» Task
Line by line, copy the material that follows without leaving anything out.

--- START ---

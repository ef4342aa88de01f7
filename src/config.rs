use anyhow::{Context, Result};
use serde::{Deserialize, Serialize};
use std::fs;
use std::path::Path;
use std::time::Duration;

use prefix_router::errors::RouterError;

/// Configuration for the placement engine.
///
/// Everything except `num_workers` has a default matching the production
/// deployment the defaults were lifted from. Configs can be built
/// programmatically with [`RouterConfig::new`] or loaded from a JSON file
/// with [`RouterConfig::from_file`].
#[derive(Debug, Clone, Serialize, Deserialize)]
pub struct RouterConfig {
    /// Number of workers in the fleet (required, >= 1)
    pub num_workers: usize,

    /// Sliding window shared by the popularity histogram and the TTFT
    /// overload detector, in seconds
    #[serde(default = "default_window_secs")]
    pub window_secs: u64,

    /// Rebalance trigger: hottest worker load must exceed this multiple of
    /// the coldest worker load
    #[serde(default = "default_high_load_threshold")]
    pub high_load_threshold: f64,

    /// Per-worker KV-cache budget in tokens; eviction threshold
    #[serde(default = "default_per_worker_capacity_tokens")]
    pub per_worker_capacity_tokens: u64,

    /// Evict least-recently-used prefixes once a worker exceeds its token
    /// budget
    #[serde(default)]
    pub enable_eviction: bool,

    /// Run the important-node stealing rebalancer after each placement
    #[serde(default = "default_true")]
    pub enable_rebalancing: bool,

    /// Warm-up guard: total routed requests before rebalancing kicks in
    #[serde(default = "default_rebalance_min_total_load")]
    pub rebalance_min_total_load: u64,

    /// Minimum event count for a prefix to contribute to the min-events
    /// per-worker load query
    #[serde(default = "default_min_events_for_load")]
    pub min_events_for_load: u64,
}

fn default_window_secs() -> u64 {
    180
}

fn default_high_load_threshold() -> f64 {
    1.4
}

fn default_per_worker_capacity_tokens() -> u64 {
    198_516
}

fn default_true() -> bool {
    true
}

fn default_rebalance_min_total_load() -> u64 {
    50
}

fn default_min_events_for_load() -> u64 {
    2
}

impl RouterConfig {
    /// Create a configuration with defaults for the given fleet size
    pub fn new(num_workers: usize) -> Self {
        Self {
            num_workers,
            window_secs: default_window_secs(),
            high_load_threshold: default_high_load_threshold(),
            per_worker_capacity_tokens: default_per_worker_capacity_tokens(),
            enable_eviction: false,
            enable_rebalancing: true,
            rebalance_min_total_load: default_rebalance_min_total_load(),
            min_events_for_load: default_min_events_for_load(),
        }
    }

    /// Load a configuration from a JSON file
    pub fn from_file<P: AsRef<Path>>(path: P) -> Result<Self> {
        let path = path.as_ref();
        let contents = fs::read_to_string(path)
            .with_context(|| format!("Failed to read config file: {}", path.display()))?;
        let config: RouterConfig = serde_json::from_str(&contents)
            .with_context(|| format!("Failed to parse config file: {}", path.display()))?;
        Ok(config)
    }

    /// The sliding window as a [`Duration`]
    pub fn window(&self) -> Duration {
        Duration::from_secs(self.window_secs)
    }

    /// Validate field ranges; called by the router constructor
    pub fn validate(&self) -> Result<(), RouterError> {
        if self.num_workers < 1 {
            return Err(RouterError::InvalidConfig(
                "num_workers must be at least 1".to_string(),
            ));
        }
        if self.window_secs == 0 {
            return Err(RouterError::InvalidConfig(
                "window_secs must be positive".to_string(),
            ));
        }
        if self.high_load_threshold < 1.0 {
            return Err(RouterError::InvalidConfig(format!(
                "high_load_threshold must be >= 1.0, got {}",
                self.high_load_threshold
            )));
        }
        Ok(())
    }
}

--- END ---

» Task answer
repository ef4342aa88de01f7
filename src/config.rs
use anyhow::{Context, Result};
use serde::{Deserialize, Serialize};
use std::fs;
use std::path::Path;
use std::time::Duration;

use prefix_router::errors::RouterError;

/// Configuration for the placement engine.
///
/// Everything except `num_workers` has a default matching the production
/// deployment the defaults were lifted from. Configs can be built
/// programmatically with [`RouterConfig::new`] or loaded from a JSON file
/// with [`RouterConfig::from_file`].
#[derive(Debug, Clone, Serialize, Deserialize)]
pub struct RouterConfig {
    /// Number of workers in the fleet (required, >= 1)
    pub num_workers: usize,

    /// Sliding window shared by the popularity histogram and the TTFT
    /// overload detector, in seconds
    #[serde(default = "default_window_secs")]
    pub window_secs: u64,

    /// Rebalance trigger: hottest worker load must exceed this multiple of
    /// the coldest worker load
    #[serde(default = "default_high_load_threshold")]
    pub high_load_threshold: f64,

    /// Per-worker KV-cache budget in tokens; eviction threshold
    #[serde(default = "default_per_worker_capacity_tokens")]
    pub per_worker_capacity_tokens: u64,

    /// Evict least-recently-used prefixes once a worker exceeds its token
    /// budget
    #[serde(default)]
    pub enable_eviction: bool,

    /// Run the important-node stealing rebalancer after each placement
    #[serde(default = "default_true")]
    pub enable_rebalancing: bool,

    /// Warm-up guard: total routed requests before rebalancing kicks in
    #[serde(default = "default_rebalance_min_total_load")]
    pub rebalance_min_total_load: u64,

    /// Minimum event count for a prefix to contribute to the min-events
    /// per-worker load query
    #[serde(default = "default_min_events_for_load")]
    pub min_events_for_load: u64,
}

fn default_window_secs() -> u64 {
    180
}

fn default_high_load_threshold() -> f64 {
    1.4
}

fn default_per_worker_capacity_tokens() -> u64 {
    198_516
}

fn default_true() -> bool {
    true
}

fn default_rebalance_min_total_load() -> u64 {
    50
}

fn default_min_events_for_load() -> u64 {
    2
}

impl RouterConfig {
    /// Create a configuration with defaults for the given fleet size
    pub fn new(num_workers: usize) -> Self {
        Self {
            num_workers,
            window_secs: default_window_secs(),
            high_load_threshold: default_high_load_threshold(),
            per_worker_capacity_tokens: default_per_worker_capacity_tokens(),
            enable_eviction: false,
            enable_rebalancing: true,
            rebalance_min_total_load: default_rebalance_min_total_load(),
            min_events_for_load: default_min_events_for_load(),
        }
    }

    /// Load a configuration from a JSON file
    pub fn from_file<P: AsRef<Path>>(path: P) -> Result<Self> {
        let path = path.as_ref();
        let contents = fs::read_to_string(path)
            .with_context(|| format!("Failed to read config file: {}", path.display()))?;
        let config: RouterConfig = serde_json::from_str(&contents)
            .with_context(|| format!("Failed to parse config file: {}", path.display()))?;
        Ok(config)
    }

    /// The sliding window as a [`Duration`]
    pub fn window(&self) -> Duration {
        Duration::from_secs(self.window_secs)
    }

    /// Validate field ranges; called by the router constructor
    pub fn validate(&self) -> Result<(), RouterError> {
        if self.num_workers < 1 {
            return Err(RouterError::InvalidConfig(
                "num_workers must be at least 1".to_string(),
            ));
        }
        if self.window_secs == 0 {
            return Err(RouterError::InvalidConfig(
                "window_secs must be positive".to_string(),
            ));
        }
        if self.high_load_threshold < 1.0 {
            return Err(RouterError::InvalidConfig(format!(
                "high_load_threshold must be >= 1.0, got {}",
                self.high_load_threshold
            )));
        }
        Ok(())
    }
}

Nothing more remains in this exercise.